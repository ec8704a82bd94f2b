//! Command-line arguments.

use std::path::PathBuf;

use clap::{ArgAction, Parser, ValueEnum};
use rowseek::SortKey;

/// Filter and sort a collection of JSON records.
///
/// Records are read as a JSON array from INPUT, or from stdin when INPUT is
/// omitted or `-`. Flags override the values of a `--config` view file.
#[derive(Debug, Parser)]
#[command(name = "rowseek", version, about, long_about = None)]
pub struct Cli {
    /// JSON file holding an array of records
    pub input: Option<PathBuf>,

    /// Query expression, e.g. "age > 30 and person.lastName == /^c/"
    #[arg(short, long)]
    pub query: Option<String>,

    /// Sort key; repeat for tie-breakers
    #[arg(short, long = "sort", value_name = "PATH[:asc|desc]")]
    pub sort: Vec<SortKey>,

    /// YAML view file with query, sort and formatters
    #[arg(short, long)]
    pub config: Option<PathBuf>,

    /// Output format
    #[arg(short, long, value_enum, default_value_t = OutputFormat::Json)]
    pub format: OutputFormat,

    /// Print the number of matching records instead of the records
    #[arg(long)]
    pub count: bool,

    /// Increase log verbosity (-v debug, -vv trace)
    #[arg(short, long, action = ArgAction::Count)]
    pub verbose: u8,
}

impl Cli {
    /// The input path, with `-` meaning stdin.
    pub fn input_path(&self) -> Option<&PathBuf> {
        self.input.as_ref().filter(|p| p.as_os_str() != "-")
    }
}

/// Structured output formats.
#[derive(Debug, Clone, Copy, PartialEq, Eq, ValueEnum)]
pub enum OutputFormat {
    Json,
    Yaml,
    Csv,
}
//! Error types for the rowseek crate.

use thiserror::Error;

use crate::op::Operator;

/// Errors surfaced while evaluating a query.
///
/// Parsing never fails: ambiguous groups and unknown operators degrade to
/// an empty result or a condition that never matches. The only hard
/// failure is an ordering operator applied to a value that is not a number.
#[derive(Debug, Clone, PartialEq, Error)]
pub enum Error {
    /// A numeric operator (`>`, `>=`, `<`, `<=`) met a non-numeric row value.
    #[error("operator '{operator}' needs a numeric value at '{path}', got {value}")]
    InvalidComparison {
        path: String,
        operator: Operator,
        value: String,
    },
}

/// Result type for rowseek operations.
pub type Result<T> = std::result::Result<T, Error>;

- - - -

Exercise objective - All entries should be restated word for word.

Solution to the problem -
repository ec8704a82bd94f2b
//! Command-line arguments.

use std::path::PathBuf;

use clap::{ArgAction, Parser, ValueEnum};
use rowseek::SortKey;

/// Filter and sort a collection of JSON records.
///
/// Records are read as a JSON array from INPUT, or from stdin when INPUT is
/// omitted or `-`. Flags override the values of a `--config` view file.
#[derive(Debug, Parser)]
#[command(name = "rowseek", version, about, long_about = None)]
pub struct Cli {
    /// JSON file holding an array of records
    pub input: Option<PathBuf>,

    /// Query expression, e.g. "age > 30 and person.lastName == /^c/"
    #[arg(short, long)]
    pub query: Option<String>,

    /// Sort key; repeat for tie-breakers
    #[arg(short, long = "sort", value_name = "PATH[:asc|desc]")]
    pub sort: Vec<SortKey>,

    /// YAML view file with query, sort and formatters
    #[arg(short, long)]
    pub config: Option<PathBuf>,

    /// Output format
    #[arg(short, long, value_enum, default_value_t = OutputFormat::Json)]
    pub format: OutputFormat,

    /// Print the number of matching records instead of the records
    #[arg(long)]
    pub count: bool,

    /// Increase log verbosity (-v debug, -vv trace)
    #[arg(short, long, action = ArgAction::Count)]
    pub verbose: u8,
}

impl Cli {
    /// The input path, with `-` meaning stdin.
    pub fn input_path(&self) -> Option<&PathBuf> {
        self.input.as_ref().filter(|p| p.as_os_str() != "-")
    }
}

/// Structured output formats.
#[derive(Debug, Clone, Copy, PartialEq, Eq, ValueEnum)]
pub enum OutputFormat {
    Json,
    Yaml,
    Csv,
}
//! Error types for the rowseek crate.

use thiserror::Error;

use crate::op::Operator;

/// Errors surfaced while evaluating a query.
///
/// Parsing never fails: ambiguous groups and unknown operators degrade to
/// an empty result or a condition that never matches. The only hard
/// failure is an ordering operator applied to a value that is not a number.
#[derive(Debug, Clone, PartialEq, Error)]
pub enum Error {
    /// A numeric operator (`>`, `>=`, `<`, `<=`) met a non-numeric row value.
    #[error("operator '{operator}' needs a numeric value at '{path}', got {value}")]
    InvalidComparison {
        path: String,
        operator: Operator,
        value: String,
    },
}

/// Result type for rowseek operations.
pub type Result<T> = std::result::Result<T, Error>;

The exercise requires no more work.